[DATA EXTRACTS — start]

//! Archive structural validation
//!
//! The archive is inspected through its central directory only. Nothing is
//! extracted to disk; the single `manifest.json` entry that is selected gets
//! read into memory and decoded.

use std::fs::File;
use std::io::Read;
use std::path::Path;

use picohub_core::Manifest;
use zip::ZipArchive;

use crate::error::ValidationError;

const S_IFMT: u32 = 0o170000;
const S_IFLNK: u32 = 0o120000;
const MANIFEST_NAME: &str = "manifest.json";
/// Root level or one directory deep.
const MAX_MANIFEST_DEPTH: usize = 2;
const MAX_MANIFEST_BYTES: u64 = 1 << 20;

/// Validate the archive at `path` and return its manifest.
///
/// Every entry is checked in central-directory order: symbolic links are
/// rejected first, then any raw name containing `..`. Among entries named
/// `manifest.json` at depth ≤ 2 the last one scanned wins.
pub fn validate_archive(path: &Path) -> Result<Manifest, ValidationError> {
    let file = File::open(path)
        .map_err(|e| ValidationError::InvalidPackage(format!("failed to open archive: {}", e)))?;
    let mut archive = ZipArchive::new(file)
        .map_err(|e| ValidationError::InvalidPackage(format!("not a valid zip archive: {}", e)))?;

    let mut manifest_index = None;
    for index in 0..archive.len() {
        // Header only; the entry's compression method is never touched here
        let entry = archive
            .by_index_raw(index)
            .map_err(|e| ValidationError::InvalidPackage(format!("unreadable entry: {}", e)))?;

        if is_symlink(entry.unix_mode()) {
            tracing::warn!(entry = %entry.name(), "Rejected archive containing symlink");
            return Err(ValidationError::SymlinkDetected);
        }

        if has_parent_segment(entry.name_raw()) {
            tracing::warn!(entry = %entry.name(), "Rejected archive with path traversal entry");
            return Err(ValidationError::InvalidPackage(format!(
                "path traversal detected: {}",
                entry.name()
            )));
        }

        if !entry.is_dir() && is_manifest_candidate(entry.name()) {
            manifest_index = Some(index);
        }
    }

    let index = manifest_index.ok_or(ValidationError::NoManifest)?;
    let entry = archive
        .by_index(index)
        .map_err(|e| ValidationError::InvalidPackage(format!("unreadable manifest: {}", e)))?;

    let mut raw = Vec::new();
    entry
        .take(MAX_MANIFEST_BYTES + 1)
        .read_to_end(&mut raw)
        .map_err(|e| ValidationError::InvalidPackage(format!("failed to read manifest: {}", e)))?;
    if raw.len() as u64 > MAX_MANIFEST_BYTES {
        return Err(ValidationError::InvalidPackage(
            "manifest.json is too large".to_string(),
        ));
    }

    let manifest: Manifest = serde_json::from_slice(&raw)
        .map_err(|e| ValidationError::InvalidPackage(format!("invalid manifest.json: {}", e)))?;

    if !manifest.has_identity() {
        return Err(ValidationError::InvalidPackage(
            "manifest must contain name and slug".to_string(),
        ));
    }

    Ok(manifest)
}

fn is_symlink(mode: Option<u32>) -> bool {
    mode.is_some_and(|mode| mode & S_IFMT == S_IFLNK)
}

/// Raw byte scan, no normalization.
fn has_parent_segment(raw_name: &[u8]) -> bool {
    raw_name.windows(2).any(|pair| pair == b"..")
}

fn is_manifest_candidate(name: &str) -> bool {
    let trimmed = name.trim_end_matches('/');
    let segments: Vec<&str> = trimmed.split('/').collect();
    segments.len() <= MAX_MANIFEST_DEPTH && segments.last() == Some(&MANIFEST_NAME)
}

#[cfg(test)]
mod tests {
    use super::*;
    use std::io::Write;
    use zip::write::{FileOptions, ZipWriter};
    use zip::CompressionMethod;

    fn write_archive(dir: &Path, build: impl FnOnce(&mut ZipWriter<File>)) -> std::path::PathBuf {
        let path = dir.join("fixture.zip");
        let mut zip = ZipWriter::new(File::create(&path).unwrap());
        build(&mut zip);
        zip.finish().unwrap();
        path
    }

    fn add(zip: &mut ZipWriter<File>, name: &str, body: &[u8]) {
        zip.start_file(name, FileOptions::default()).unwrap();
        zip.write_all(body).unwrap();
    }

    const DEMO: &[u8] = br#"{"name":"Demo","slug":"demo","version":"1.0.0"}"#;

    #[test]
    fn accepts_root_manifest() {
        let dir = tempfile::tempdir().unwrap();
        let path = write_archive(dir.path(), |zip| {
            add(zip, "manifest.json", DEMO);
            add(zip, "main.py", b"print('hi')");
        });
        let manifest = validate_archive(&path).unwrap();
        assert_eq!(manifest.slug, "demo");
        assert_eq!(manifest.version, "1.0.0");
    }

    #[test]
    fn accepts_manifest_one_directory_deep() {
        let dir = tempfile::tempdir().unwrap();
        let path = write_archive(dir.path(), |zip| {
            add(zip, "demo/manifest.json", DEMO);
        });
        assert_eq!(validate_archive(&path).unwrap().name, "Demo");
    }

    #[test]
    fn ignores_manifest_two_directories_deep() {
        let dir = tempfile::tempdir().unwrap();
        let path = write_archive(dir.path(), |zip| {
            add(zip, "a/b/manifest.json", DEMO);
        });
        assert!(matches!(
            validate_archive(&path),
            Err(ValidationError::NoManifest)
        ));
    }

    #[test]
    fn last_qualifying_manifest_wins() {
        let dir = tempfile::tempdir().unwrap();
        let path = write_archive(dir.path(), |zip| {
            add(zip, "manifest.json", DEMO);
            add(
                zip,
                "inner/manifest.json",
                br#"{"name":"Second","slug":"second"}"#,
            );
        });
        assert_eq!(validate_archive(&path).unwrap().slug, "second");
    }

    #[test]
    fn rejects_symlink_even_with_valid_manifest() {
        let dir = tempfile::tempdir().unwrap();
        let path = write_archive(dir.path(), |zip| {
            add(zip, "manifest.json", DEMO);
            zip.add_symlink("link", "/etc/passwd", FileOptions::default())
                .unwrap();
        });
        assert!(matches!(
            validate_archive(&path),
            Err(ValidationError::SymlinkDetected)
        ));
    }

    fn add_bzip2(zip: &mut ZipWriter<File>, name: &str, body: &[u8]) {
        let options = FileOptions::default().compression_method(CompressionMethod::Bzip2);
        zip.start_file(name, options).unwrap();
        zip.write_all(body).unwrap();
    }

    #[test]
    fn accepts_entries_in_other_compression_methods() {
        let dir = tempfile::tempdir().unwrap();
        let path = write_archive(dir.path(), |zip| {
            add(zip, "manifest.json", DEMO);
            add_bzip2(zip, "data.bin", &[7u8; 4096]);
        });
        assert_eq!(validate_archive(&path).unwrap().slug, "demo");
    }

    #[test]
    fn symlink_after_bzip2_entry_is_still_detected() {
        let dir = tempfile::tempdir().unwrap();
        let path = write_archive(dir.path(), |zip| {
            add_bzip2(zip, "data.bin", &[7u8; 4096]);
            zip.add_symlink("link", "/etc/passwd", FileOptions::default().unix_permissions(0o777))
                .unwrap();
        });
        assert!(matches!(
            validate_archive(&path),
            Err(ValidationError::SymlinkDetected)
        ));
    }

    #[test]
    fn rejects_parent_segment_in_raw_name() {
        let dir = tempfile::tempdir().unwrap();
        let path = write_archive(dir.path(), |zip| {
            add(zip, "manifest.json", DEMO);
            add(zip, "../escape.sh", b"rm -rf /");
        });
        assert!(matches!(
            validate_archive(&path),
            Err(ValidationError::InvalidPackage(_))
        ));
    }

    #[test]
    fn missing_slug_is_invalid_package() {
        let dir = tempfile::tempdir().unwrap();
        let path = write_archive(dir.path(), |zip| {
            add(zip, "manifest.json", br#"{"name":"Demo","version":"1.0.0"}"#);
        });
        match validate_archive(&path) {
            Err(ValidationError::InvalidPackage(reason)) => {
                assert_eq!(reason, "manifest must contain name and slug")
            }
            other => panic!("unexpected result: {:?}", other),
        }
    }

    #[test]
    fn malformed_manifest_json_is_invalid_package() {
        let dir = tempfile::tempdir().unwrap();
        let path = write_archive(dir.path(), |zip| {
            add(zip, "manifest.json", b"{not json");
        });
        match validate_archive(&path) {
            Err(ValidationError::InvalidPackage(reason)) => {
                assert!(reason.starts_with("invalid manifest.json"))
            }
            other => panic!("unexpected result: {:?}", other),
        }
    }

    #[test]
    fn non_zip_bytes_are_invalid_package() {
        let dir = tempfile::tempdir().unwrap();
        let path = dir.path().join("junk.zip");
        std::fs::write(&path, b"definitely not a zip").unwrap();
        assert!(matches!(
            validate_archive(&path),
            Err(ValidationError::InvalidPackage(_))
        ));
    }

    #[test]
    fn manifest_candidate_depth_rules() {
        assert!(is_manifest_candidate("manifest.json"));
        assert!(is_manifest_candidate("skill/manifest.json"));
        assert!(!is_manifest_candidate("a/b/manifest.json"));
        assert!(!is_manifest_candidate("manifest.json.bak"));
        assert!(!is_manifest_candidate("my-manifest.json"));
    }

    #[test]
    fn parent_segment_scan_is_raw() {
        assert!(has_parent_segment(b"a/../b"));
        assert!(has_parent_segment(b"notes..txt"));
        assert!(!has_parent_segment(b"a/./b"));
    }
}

[DATA EXTRACTS — finish]

WHAT THE EXERCISE ASKS:
Nothing but the lines from the first line of the listing above through the line holding "archive with path" should be reproduced, and each must match exactly.

RESPONSE AREA:
//! Archive structural validation
//!
//! The archive is inspected through its central directory only. Nothing is
//! extracted to disk; the single `manifest.json` entry that is selected gets
//! read into memory and decoded.

use std::fs::File;
use std::io::Read;
use std::path::Path;

use picohub_core::Manifest;
use zip::ZipArchive;

use crate::error::ValidationError;

const S_IFMT: u32 = 0o170000;
const S_IFLNK: u32 = 0o120000;
const MANIFEST_NAME: &str = "manifest.json";
/// Root level or one directory deep.
const MAX_MANIFEST_DEPTH: usize = 2;
const MAX_MANIFEST_BYTES: u64 = 1 << 20;

/// Validate the archive at `path` and return its manifest.
///
/// Every entry is checked in central-directory order: symbolic links are
/// rejected first, then any raw name containing `..`. Among entries named
/// `manifest.json` at depth ≤ 2 the last one scanned wins.
pub fn validate_archive(path: &Path) -> Result<Manifest, ValidationError> {
    let file = File::open(path)
        .map_err(|e| ValidationError::InvalidPackage(format!("failed to open archive: {}", e)))?;
    let mut archive = ZipArchive::new(file)
        .map_err(|e| ValidationError::InvalidPackage(format!("not a valid zip archive: {}", e)))?;

    let mut manifest_index = None;
    for index in 0..archive.len() {
        // Header only; the entry's compression method is never touched here
        let entry = archive
            .by_index_raw(index)
            .map_err(|e| ValidationError::InvalidPackage(format!("unreadable entry: {}", e)))?;

        if is_symlink(entry.unix_mode()) {
            tracing::warn!(entry = %entry.name(), "Rejected archive containing symlink");
            return Err(ValidationError::SymlinkDetected);
        }

        if has_parent_segment(entry.name_raw()) {
            tracing::warn!(entry = %entry.name(), "Rejected archive with path traversal entry");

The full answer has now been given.